RULE 1: Required column headers are: PLAT, PCOL, PROW, NAME, TYPE, FAIL, and CLONEID, ACC (if TYPE=CDNA). If any of these headers are either misspelled or absent OR if any data is null (except FAIL/ACC/CLONEID columns), you cannot proceed with plate/platesample submission. In addition, PLAT, PCOL, and PROW ordering must be correct and no wells may be skipped (with the exception of the last plate in the print run). Empty wells must be specified as such, except for the tail-end of the last plate (also see common errors). Optional columns: DESC, LUID, CLID, GENE_NAME, ORIGIN, SOURCE, IS_CONT, IS_VER, SAMPLE_DESC, CLONE_DESC, ORGANISM.

Names

The database uses the combination of NAME, TYPE, and ORGANISM to uniquely identify a sample. Each unique combination is given a unique numeric identifier, also called SUID. SUIDs allow comparison of the same samples accross different prints. Thus, it is extremely important to insure that erroneous SUIDs are not created. Erroneous SUIDs are usually created by a bad NAME (either misspelled, non-standard, or non-systematic). Every new platesample must be verified and committed to the database (via SUID) before the reporter/molecule contained can be entered. Therefore, all rows in your file are checked to see if the combination of NAME, TYPE, and ORGANISM has been used previously. If not, these samples (rows) must have new SUIDs assigned to them if they are verified by the user to be legitimate, new samples.
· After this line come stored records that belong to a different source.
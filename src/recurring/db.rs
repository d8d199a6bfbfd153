use rusqlite::{Connection, Row};
use time::{Date, OffsetDateTime};

use crate::{
    Error,
    database_id::RuleId,
    family::{FamilyCode, UserName},
    recurring::models::{NewRecurringRule, RecurringRule},
    transaction::Memo,
};

const RULE_COLUMNS: &str = "id, amount, category, memo, user_name, family_code, day_of_month, \
     is_active, created_at, last_processed, payment_method";

/// Create an active recurring rule in the database.
///
/// # Errors
/// This function will return an error if there is an SQL error.
pub fn create_rule(rule: NewRecurringRule, connection: &Connection) -> Result<RecurringRule, Error> {
    let rule = connection
        .prepare(&format!(
            "INSERT INTO recurring_rule
                (amount, category, memo, user_name, family_code, day_of_month, is_active, \
                 created_at, payment_method)
             VALUES (?1, ?2, ?3, ?4, ?5, ?6, 1, ?7, ?8)
             RETURNING {RULE_COLUMNS}"
        ))?
        .query_row(
            (
                rule.amount,
                rule.category,
                rule.memo.as_ref().map(Memo::as_ref),
                rule.user_name.as_ref(),
                rule.family_code.as_ref(),
                rule.day_of_month,
                OffsetDateTime::now_utc(),
                rule.payment_method,
            ),
            map_rule_row,
        )?;

    tracing::info!(
        "Created recurring rule {} for family {} due on day {}",
        rule.id,
        rule.family_code,
        rule.day_of_month
    );

    Ok(rule)
}

/// Retrieve a recurring rule in the database by `rule_id`, whether it is active or not.
///
/// # Errors
/// This function will return a:
/// - [Error::NotFound] if `rule_id` does not refer to a rule,
/// - or [Error::SqlError] if there is some other SQL error.
pub fn get_rule(rule_id: RuleId, connection: &Connection) -> Result<RecurringRule, Error> {
    connection
        .prepare(&format!(
            "SELECT {RULE_COLUMNS} FROM recurring_rule WHERE id = :id"
        ))?
        .query_one(&[(":id", &rule_id)], map_rule_row)
        .map_err(|error| error.into())
}

/// Retrieve every active recurring rule, oldest first.
///
/// # Errors
/// This function will return an error if there is an SQL error.
pub fn list_active_rules(connection: &Connection) -> Result<Vec<RecurringRule>, Error> {
    connection
        .prepare(&format!(
            "SELECT {RULE_COLUMNS} FROM recurring_rule WHERE is_active = 1 ORDER BY id ASC"
        ))?
        .query_map([], map_rule_row)?
        .map(|maybe_rule| maybe_rule.map_err(|error| error.into()))
        .collect()
}

/// Retrieve the active recurring rules of the family with `family_code`, newest first.
///
/// # Errors
/// This function will return an error if there is an SQL error.
pub fn list_active_rules_for_family(
    family_code: &FamilyCode,
    connection: &Connection,
) -> Result<Vec<RecurringRule>, Error> {
    connection
        .prepare(&format!(
            "SELECT {RULE_COLUMNS} FROM recurring_rule
             WHERE family_code = :family_code AND is_active = 1
             ORDER BY created_at DESC, id DESC"
        ))?
        .query_map(&[(":family_code", family_code.as_ref())], map_rule_row)?
        .map(|maybe_rule| maybe_rule.map_err(|error| error.into()))
        .collect()
}

/// Deactivate a recurring rule so that it is never posted again.
///
/// The row is kept so that transactions posted from the rule still refer to it.
///
/// # Errors
/// This function will return a:
/// - [Error::DeleteMissingRule] if there is no active rule with `rule_id`,
/// - or [Error::SqlError] if there is some other SQL error.
pub fn deactivate_rule(rule_id: RuleId, connection: &Connection) -> Result<(), Error> {
    let rows_affected = connection.execute(
        "UPDATE recurring_rule SET is_active = 0 WHERE id = ?1 AND is_active = 1",
        [rule_id],
    )?;

    if rows_affected == 0 {
        return Err(Error::DeleteMissingRule);
    }

    tracing::info!("Deactivated recurring rule {rule_id}");

    Ok(())
}

/// Mark the rule with `rule_id` as processed on `today`, unless it is inactive or was already
/// processed in the same calendar month.
///
/// The check and the write are a single statement, so two concurrent callers cannot both
/// claim the same rule for the same month.
///
/// Returns whether this call claimed the rule.
///
/// # Errors
/// This function will return an error if there is an SQL error.
pub fn claim_rule_for_month(
    rule_id: RuleId,
    today: Date,
    connection: &Connection,
) -> Result<bool, Error> {
    let rows_affected = connection.execute(
        "UPDATE recurring_rule SET last_processed = ?2
         WHERE id = ?1
           AND is_active = 1
           AND (last_processed IS NULL
                OR strftime('%Y-%m', last_processed) <> strftime('%Y-%m', ?2))",
        (rule_id, today),
    )?;

    Ok(rows_affected == 1)
}

/// Create the recurring rule table in the database.
///
/// # Errors
/// Returns an error if the table cannot be created or if there is an SQL error.
pub fn create_recurring_rule_table(connection: &Connection) -> Result<(), rusqlite::Error> {
    connection.execute(
        "CREATE TABLE IF NOT EXISTS recurring_rule (
                id INTEGER PRIMARY KEY AUTOINCREMENT,
                amount INTEGER NOT NULL CHECK (amount > 0),
                category TEXT NOT NULL,
                memo TEXT,
                user_name TEXT NOT NULL,
                family_code TEXT NOT NULL,
                day_of_month INTEGER NOT NULL CHECK (day_of_month BETWEEN 1 AND 31),
                is_active INTEGER NOT NULL DEFAULT 1,
                created_at TEXT NOT NULL,
                last_processed TEXT,
                payment_method TEXT NOT NULL DEFAULT 'card'
            )",
        (),
    )?;

    connection.execute(
        "CREATE INDEX IF NOT EXISTS idx_recurring_rule_family_active
            ON recurring_rule(family_code, is_active)",
        (),
    )?;

    Ok(())
}

fn map_rule_row(row: &Row) -> Result<RecurringRule, rusqlite::Error> {
    let memo: Option<String> = row.get(3)?;
    let user_name: String = row.get(4)?;
    let family_code: String = row.get(5)?;

    Ok(RecurringRule {
        id: row.get(0)?,
        amount: row.get(1)?,
        category: row.get(2)?,
        memo: memo.map(|memo| Memo::new_unchecked(&memo)),
        user_name: UserName::new_unchecked(&user_name),
        family_code: FamilyCode::new_unchecked(&family_code),
        day_of_month: row.get(6)?,
        is_active: row.get(7)?,
        created_at: row.get(8)?,
        last_processed: row.get(9)?,
        payment_method: row.get(10)?,
    })
}

#[cfg(test)]
mod tests {
    use rusqlite::Connection;
    use time::macros::date;

    use crate::{
        Error,
        category::SpendingCategory,
        family::{FamilyCode, UserName},
        payment_method::PaymentMethod,
        recurring::models::{DayOfMonth, NewRecurringRule},
        test_utils::get_test_connection,
        transaction::{Amount, Memo},
    };

    use super::{
        claim_rule_for_month, create_rule, deactivate_rule, get_rule, list_active_rules,
        list_active_rules_for_family,
    };

    fn new_rule(family_code: &str, day: u8) -> NewRecurringRule {
        NewRecurringRule {
            amount: Amount::new_unchecked(550_000),
            category: SpendingCategory::HousingRent,
            memo: Some(Memo::new_unchecked("관리비")),
            user_name: UserName::new_unchecked("민지"),
            family_code: FamilyCode::new_unchecked(family_code),
            day_of_month: DayOfMonth::new_unchecked(day),
            payment_method: PaymentMethod::Transfer,
        }
    }

    fn insert(family_code: &str, day: u8, connection: &Connection) -> i64 {
        create_rule(new_rule(family_code, day), connection).unwrap().id
    }

    #[test]
    fn create_then_get() {
        let connection = get_test_connection();

        let created = create_rule(new_rule("park77", 25), &connection).unwrap();
        let got = get_rule(created.id, &connection).unwrap();

        assert_eq!(got, created);
        assert!(got.is_active);
        assert_eq!(got.last_processed, None);
        assert_eq!(got.day_of_month.get(), 25);
        assert_eq!(got.category, SpendingCategory::HousingRent);
        assert_eq!(got.payment_method, PaymentMethod::Transfer);
    }

    #[test]
    fn get_missing_rule_is_not_found() {
        let connection = get_test_connection();

        assert_eq!(get_rule(42, &connection), Err(Error::NotFound));
    }

    #[test]
    fn lists_only_active_rules() {
        let connection = get_test_connection();
        let kept = insert("park77", 1, &connection);
        let removed = insert("park77", 2, &connection);
        let other = insert("lee88", 3, &connection);
        deactivate_rule(removed, &connection).unwrap();

        let all: Vec<_> = list_active_rules(&connection)
            .unwrap()
            .into_iter()
            .map(|rule| rule.id)
            .collect();
        let family: Vec<_> =
            list_active_rules_for_family(&FamilyCode::new_unchecked("park77"), &connection)
                .unwrap()
                .into_iter()
                .map(|rule| rule.id)
                .collect();

        assert_eq!(all, vec![kept, other]);
        assert_eq!(family, vec![kept]);
    }

    #[test]
    fn family_rules_are_newest_first() {
        let connection = get_test_connection();
        let first = insert("park77", 1, &connection);
        let second = insert("park77", 2, &connection);

        let ids: Vec<_> =
            list_active_rules_for_family(&FamilyCode::new_unchecked("park77"), &connection)
                .unwrap()
                .into_iter()
                .map(|rule| rule.id)
                .collect();

        assert_eq!(ids, vec![second, first]);
    }

    #[test]
    fn deactivate_keeps_row() {
        let connection = get_test_connection();
        let id = insert("park77", 1, &connection);

        deactivate_rule(id, &connection).unwrap();

        assert!(!get_rule(id, &connection).unwrap().is_active);
        assert_eq!(
            deactivate_rule(id, &connection),
            Err(Error::DeleteMissingRule)
        );
        assert_eq!(
            deactivate_rule(id + 100, &connection),
            Err(Error::DeleteMissingRule)
        );
    }

    #[test]
    fn claim_once_per_month() {
        let connection = get_test_connection();
        let id = insert("park77", 5, &connection);

        assert_eq!(
            claim_rule_for_month(id, date!(2025 - 03 - 05), &connection),
            Ok(true)
        );
        assert_eq!(
            claim_rule_for_month(id, date!(2025 - 03 - 05), &connection),
            Ok(false)
        );
        assert_eq!(
            claim_rule_for_month(id, date!(2025 - 03 - 31), &connection),
            Ok(false)
        );
        assert_eq!(
            get_rule(id, &connection).unwrap().last_processed,
            Some(date!(2025 - 03 - 05))
        );

        assert_eq!(
            claim_rule_for_month(id, date!(2025 - 04 - 05), &connection),
            Ok(true)
        );
        assert_eq!(
            get_rule(id, &connection).unwrap().last_processed,
            Some(date!(2025 - 04 - 05))
        );
    }

    #[test]
    fn cannot_claim_inactive_rule() {
        let connection = get_test_connection();
        let id = insert("park77", 5, &connection);
        deactivate_rule(id, &connection).unwrap();

        assert_eq!(
            claim_rule_for_month(id, date!(2025 - 03 - 05), &connection),
            Ok(false)
        );
    }
}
RULE 2: If any any samples within your platesample list are not currently in the database, you will be prompted to double-check your entries prior to passing the intermediate file off to the curators. Please be a concientious user and verify that any new SUIDs you approve are valid. Erroneous SUIDs prevent comparisons between prints/experiments!

Plate/Platesample list examples: Save these as text if you wish to import them into a spreadsheet for viewing

Making a print - the relationship between the platesamples and the final print

If your list passes the first two rules (above), you must eventually specify how the samples were printed in order to de-convolute the SPOTLIST. In order to do this, you must know how many sectors (corresponding to printer tips), columns, and rows your print output, and therefore, the gridding methodology, corresponds to. You will have to provide these 3 values, and they must "equate" (relatively) to the number of rows in your platesample list (sans header)

RULE 3: This equation must be followed:
#samples = (#platesample list rows-1) <= #tips * #rows * #columns = #spots
Therefore, you are not permitted to have more platesamples than gridded spots (experiment loading would be disallowed). Conversely, if your #spots (gridded) is greater than #samples (rows in submitted file) realize that the data from the empty, "ghost" spots on the partial last row will be disposed of during experiment loading (allowed).

Common Errors to Avoid

All empty wells must be designated NAME=>EMPTY and TYPE=>EMPTY. Do not use "blank" or "control" to describe empty wells.
Erroneous SUID assignments: Please verify that newly minted SUIDs are authentic. For example, do not create a new SUID "ACT1","ORF" or "Actin","ORF" for yeast as there already exists the legitimate, correct one("YFL039C","ORF"). Similarly, check to see if there is a "3X SSC","CONTROL" SUID for your organism before you create "3xssc","CONTROL".
Plate names within the list: Data in the PLAT column must be an integer, and is essentially the order the plate was put in the printer. Plates do not get proper, systematic names until later in the print creation process. For example, just because you have added a plate of control samples to the end of your list, PLAT does not equal 'Control'.

There is a program to assist you in platesample submission, which follows the rules stipulated above. In order to run it, you must place (SFTP) the file in the incoming directory of your loader account. This is so the program can read your original file, offer feedback, and write intermediate steps to the logs directory.